Ⅰ 一般財団法人長寿社会開発センター『生きがい研究』第26号(令和2年3月刊)

「独居高齢者の社会的孤立の課題と予防方略における精査の検討」
田高悦子(横浜市立大学病院医学研究科地域看護学分野教授)
「都営住宅における高齢者が感じる孤独死の不安と孤立化の現状に関する研究」
福島忍(目白大学人間学部人間福祉学科准教授)
「高齢者の社会関係と生きがいとの関連を改めて考える」
澤岡誌野(公益財団法人ダイヤ高齢社会研究財団)

高齢者の孤立の問題、一人暮らし高齢者の生活支援のあり方、介護予防等の施策が進められているが、どうみても縦割り行政である。地域福祉関係者はもっと市町村の社会教育の動向、保健分野の介護予防の動向に関心をよせ、出来れば一体的に取り組む可能性を探っていく必要がある。
私は、1985年に『高齢化と教育』(中央法規、室俊司共編)で、“高齢社会を共に生きる”ためには、教育、社会福祉、保健の横断的対応、世代交流を含めた対応の必要性を指摘したが、研究関心、実践動向はその当時より“縦割り”になっていないか。
また、1992年に「高齢者の生きがい対策に関する調査研究」(調査主査・千葉和夫日本社会事業大学教授)を行い、高齢者の生きがいと社会参加の重要性を論じている。

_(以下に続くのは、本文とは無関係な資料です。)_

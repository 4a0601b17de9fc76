//! Object metadata, owner references, and label selectors.

use std::collections::BTreeMap;

use chrono::{DateTime, Utc};
use gamefleet_events::ObjectKey;
use gamefleet_id::{ObjectUid, ResourceVersion};
use serde::{Deserialize, Serialize};

use crate::error::ControllerError;

/// Well-known label and annotation keys.
pub mod labels {
    /// Name of the owning game deployment.
    pub const DEPLOYMENT: &str = "gamefleet.io/deployment";
    /// Revision name an instance or hook run belongs to.
    pub const REVISION_HASH: &str = "gamefleet.io/revision-hash";
    /// Identity token of an instance.
    pub const INSTANCE_ID: &str = "gamefleet.io/instance-id";
    /// Why a hook run exists (`canary-step` or `pre-delete`).
    pub const HOOK_TYPE: &str = "gamefleet.io/hook-type";
    /// Canary step a hook run verifies.
    pub const STEP_INDEX: &str = "gamefleet.io/step-index";

    pub const HOOK_TYPE_CANARY: &str = "canary-step";
    pub const HOOK_TYPE_PRE_DELETE: &str = "pre-delete";

    /// Annotation carrying the last in-place update record.
    pub const INPLACE_UPDATE_STATE: &str = "gamefleet.io/inplace-update-state";
}

/// Metadata common to every cluster object.
#[derive(Debug, Clone, PartialEq, Serialize, Deserialize, Default)]
pub struct ObjectMeta {
    pub name: String,
    pub namespace: String,

    /// Assigned by the cluster on creation.
    #[serde(default)]
    pub uid: ObjectUid,

    #[serde(default)]
    pub labels: BTreeMap<String, String>,

    #[serde(default)]
    pub annotations: BTreeMap<String, String>,

    #[serde(default)]
    pub owner_references: Vec<OwnerReference>,

    /// Optimistic-concurrency token; `UNSET` skips the check on update.
    #[serde(default)]
    pub resource_version: ResourceVersion,

    /// Incremented by the cluster on every spec change.
    #[serde(default)]
    pub generation: i64,

    #[serde(default)]
    pub creation_timestamp: Option<DateTime<Utc>>,

    #[serde(default)]
    pub deletion_timestamp: Option<DateTime<Utc>>,
}

impl ObjectMeta {
    /// Creates metadata with just a namespace and name.
    pub fn named(namespace: impl Into<String>, name: impl Into<String>) -> Self {
        Self {
            namespace: namespace.into(),
            name: name.into(),
            ..Default::default()
        }
    }

    /// Work-queue key of the object.
    pub fn key(&self) -> ObjectKey {
        ObjectKey::new(self.namespace.clone(), self.name.clone())
    }

    /// Value of a label, if set.
    pub fn label(&self, key: &str) -> Option<&str> {
        self.labels.get(key).map(String::as_str)
    }

    /// The owner reference with `controller` set, if any.
    pub fn controller_ref(&self) -> Option<&OwnerReference> {
        self.owner_references.iter().find(|r| r.controller)
    }

    /// True if the object is controlled by the object with `uid`.
    pub fn is_controlled_by(&self, uid: &ObjectUid) -> bool {
        self.controller_ref().is_some_and(|r| &r.uid == uid)
    }

    pub fn is_terminating(&self) -> bool {
        self.deletion_timestamp.is_some()
    }

    /// Key of the game deployment owning this object: its controller
    /// reference, falling back to the deployment label.
    pub fn deployment_key(&self) -> Option<ObjectKey> {
        let name = match self.controller_ref() {
            Some(owner) if owner.kind == super::GAME_DEPLOYMENT_KIND => owner.name.as_str(),
            _ => self.label(labels::DEPLOYMENT)?,
        };
        Some(ObjectKey::new(self.namespace.clone(), name))
    }
}

/// Weak back-reference from an owned object to its owner.
///
/// Owners are resolved by looking up `(namespace, name)`; the `uid` guards
/// against a same-named replacement.
#[derive(Debug, Clone, PartialEq, Eq, Serialize, Deserialize)]
pub struct OwnerReference {
    pub kind: String,
    pub name: String,
    pub uid: ObjectUid,
    #[serde(default)]
    pub controller: bool,
}

// =============================================================================
// Label Selectors
// =============================================================================

/// Set-based selector operator.
#[derive(Debug, Clone, Copy, PartialEq, Eq, Serialize, Deserialize)]
pub enum SelectorOperator {
    In,
    NotIn,
    Exists,
    DoesNotExist,
}

/// One set-based selector requirement.
#[derive(Debug, Clone, PartialEq, Eq, Serialize, Deserialize)]
pub struct LabelSelectorRequirement {
    pub key: String,
    pub operator: SelectorOperator,
    #[serde(default)]
    pub values: Vec<String>,
}

/// Selector as written in a deployment spec.
#[derive(Debug, Clone, PartialEq, Eq, Serialize, Deserialize, Default)]
pub struct LabelSelector {
    #[serde(default)]
    pub match_labels: BTreeMap<String, String>,
    #[serde(default)]
    pub match_expressions: Vec<LabelSelectorRequirement>,
}

impl LabelSelector {
    /// Selector matching exactly the given labels.
    pub fn from_labels<K, V>(labels: impl IntoIterator<Item = (K, V)>) -> Self
    where
        K: Into<String>,
        V: Into<String>,
    {
        Self {
            match_labels: labels
                .into_iter()
                .map(|(k, v)| (k.into(), v.into()))
                .collect(),
            match_expressions: Vec::new(),
        }
    }
}

/// A validated label selector.
#[derive(Debug, Clone, PartialEq, Eq)]
pub struct Selector {
    requirements: Vec<LabelSelectorRequirement>,
}

impl Selector {
    /// Validates a selector. An empty selector is rejected: it would claim
    /// every instance in the namespace.
    pub fn parse(selector: &LabelSelector) -> Result<Self, ControllerError> {
        let mut requirements: Vec<LabelSelectorRequirement> = selector
            .match_labels
            .iter()
            .map(|(k, v)| LabelSelectorRequirement {
                key: k.clone(),
                operator: SelectorOperator::In,
                values: vec![v.clone()],
            })
            .collect();
        requirements.extend(selector.match_expressions.iter().cloned());

        if requirements.is_empty() {
            return Err(ControllerError::InvalidSelector(
                "selector must not be empty".to_string(),
            ));
        }

        for req in &mut requirements {
            validate_label_key(&req.key)?;
            match req.operator {
                SelectorOperator::In | SelectorOperator::NotIn if req.values.is_empty() => {
                    return Err(ControllerError::InvalidSelector(format!(
                        "{:?} requirement on '{}' needs at least one value",
                        req.operator, req.key
                    )));
                }
                SelectorOperator::Exists | SelectorOperator::DoesNotExist
                    if !req.values.is_empty() =>
                {
                    return Err(ControllerError::InvalidSelector(format!(
                        "{:?} requirement on '{}' must not have values",
                        req.operator, req.key
                    )));
                }
                _ => {}
            }
            req.values.sort();
            req.values.dedup();
        }
        requirements.sort_by(|a, b| a.key.cmp(&b.key));

        Ok(Self { requirements })
    }

    /// Selector over exact label matches; used for objects the controller
    /// labels itself, so it never fails validation for non-empty input.
    pub fn for_labels<'a>(labels: impl IntoIterator<Item = (&'a str, &'a str)>) -> Self {
        let mut requirements: Vec<LabelSelectorRequirement> = labels
            .into_iter()
            .map(|(k, v)| LabelSelectorRequirement {
                key: k.to_string(),
                operator: SelectorOperator::In,
                values: vec![v.to_string()],
            })
            .collect();
        requirements.sort_by(|a, b| a.key.cmp(&b.key));
        Self { requirements }
    }

    /// True if `labels` satisfy every requirement.
    pub fn matches(&self, labels: &BTreeMap<String, String>) -> bool {
        self.requirements.iter().all(|req| {
            let value = labels.get(&req.key);
            match req.operator {
                SelectorOperator::In => value.is_some_and(|v| req.values.contains(v)),
                SelectorOperator::NotIn => value.is_none_or(|v| !req.values.contains(v)),
                SelectorOperator::Exists => value.is_some(),
                SelectorOperator::DoesNotExist => value.is_none(),
            }
        })
    }
}

impl std::fmt::Display for Selector {
    fn fmt(&self, f: &mut std::fmt::Formatter<'_>) -> std::fmt::Result {
        let parts: Vec<String> = self
            .requirements
            .iter()
            .map(|req| match req.operator {
                SelectorOperator::In if req.values.len() == 1 => {
                    format!("{}={}", req.key, req.values[0])
                }
                SelectorOperator::In => format!("{} in ({})", req.key, req.values.join(",")),
                SelectorOperator::NotIn => format!("{} notin ({})", req.key, req.values.join(",")),
                SelectorOperator::Exists => req.key.clone(),
                SelectorOperator::DoesNotExist => format!("!{}", req.key),
            })
            .collect();
        f.write_str(&parts.join(","))
    }
}

fn validate_label_key(key: &str) -> Result<(), ControllerError> {
    let (prefix, name) = match key.split_once('/') {
        Some((prefix, name)) => (Some(prefix), name),
        None => (None, key),
    };

    let valid_name = !name.is_empty()
        && name.len() <= 63
        && name
            .chars()
            .all(|c| c.is_ascii_alphanumeric() || matches!(c, '-' | '_' | '.'))
        && name.starts_with(|c: char| c.is_ascii_alphanumeric())
        && name.ends_with(|c: char| c.is_ascii_alphanumeric());

    let valid_prefix = prefix.is_none_or(|p| {
        !p.is_empty()
            && p.len() <= 253
            && p.chars()
                .all(|c| c.is_ascii_lowercase() || c.is_ascii_digit() || matches!(c, '-' | '.'))
    });

    if valid_name && valid_prefix {
        Ok(())
    } else {
        Err(ControllerError::InvalidSelector(format!(
            "invalid label key '{key}'"
        )))
    }
}

#[cfg(test)]
mod tests {
    use super::*;

    fn labels(pairs: &[(&str, &str)]) -> BTreeMap<String, String> {
        pairs
            .iter()
            .map(|(k, v)| (k.to_string(), v.to_string()))
            .collect()
    }

    #[test]
    fn test_selector_matches_labels_and_expressions() {
        let selector = Selector::parse(&LabelSelector {
            match_labels: labels(&[("app", "lobby")]),
            match_expressions: vec![
                LabelSelectorRequirement {
                    key: "tier".into(),
                    operator: SelectorOperator::In,
                    values: vec!["gold".into(), "silver".into()],
                },
                LabelSelectorRequirement {
                    key: "drain".into(),
                    operator: SelectorOperator::DoesNotExist,
                    values: vec![],
                },
            ],
        })
        .unwrap();

        assert!(selector.matches(&labels(&[("app", "lobby"), ("tier", "gold")])));
        assert!(!selector.matches(&labels(&[("app", "lobby"), ("tier", "bronze")])));
        assert!(!selector.matches(&labels(&[
            ("app", "lobby"),
            ("tier", "gold"),
            ("drain", "yes")
        ])));
    }

    #[test]
    fn test_selector_string_is_canonical() {
        let selector = Selector::parse(&LabelSelector {
            match_labels: labels(&[("region", "eu"), ("app", "lobby")]),
            match_expressions: vec![LabelSelectorRequirement {
                key: "canary".into(),
                operator: SelectorOperator::Exists,
                values: vec![],
            }],
        })
        .unwrap();
        assert_eq!(selector.to_string(), "app=lobby,canary,region=eu");
    }

    #[test]
    fn test_invalid_selectors_rejected() {
        assert!(Selector::parse(&LabelSelector::default()).is_err());

        let empty_in = LabelSelector {
            match_labels: BTreeMap::new(),
            match_expressions: vec![LabelSelectorRequirement {
                key: "app".into(),
                operator: SelectorOperator::In,
                values: vec![],
            }],
        };
        assert!(Selector::parse(&empty_in).is_err());

        let bad_key = LabelSelector::from_labels([("-app", "x")]);
        assert!(Selector::parse(&bad_key).is_err());

        let prefixed = LabelSelector::from_labels([("gamefleet.io/deployment", "x")]);
        assert!(Selector::parse(&prefixed).is_ok());
    }
}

更には、1994年に東京都議会事務局の『調査資料77』の資料作りを担当し、かつ「高齢者の健康・生きがいづくりと地域自治体の役割」を執筆し、社会福祉の自立概念の再検討、「第3の人生」のライフ、福祉コミュニティの形成における高齢者の役割等について論述した。
1990年前後における“高齢社会対応策”に比し、今日、地域共生社会づくりといわれながら、地域福祉分野での論説は“視野が狭すぎる”のではないか。上記に挙げた文献の内容には必ずしも賛同しないし、評価もしないが、地域福祉関係者の視点を拡げておくためにもそれらの文献にも“目を通す”必要があるのではないだろうか。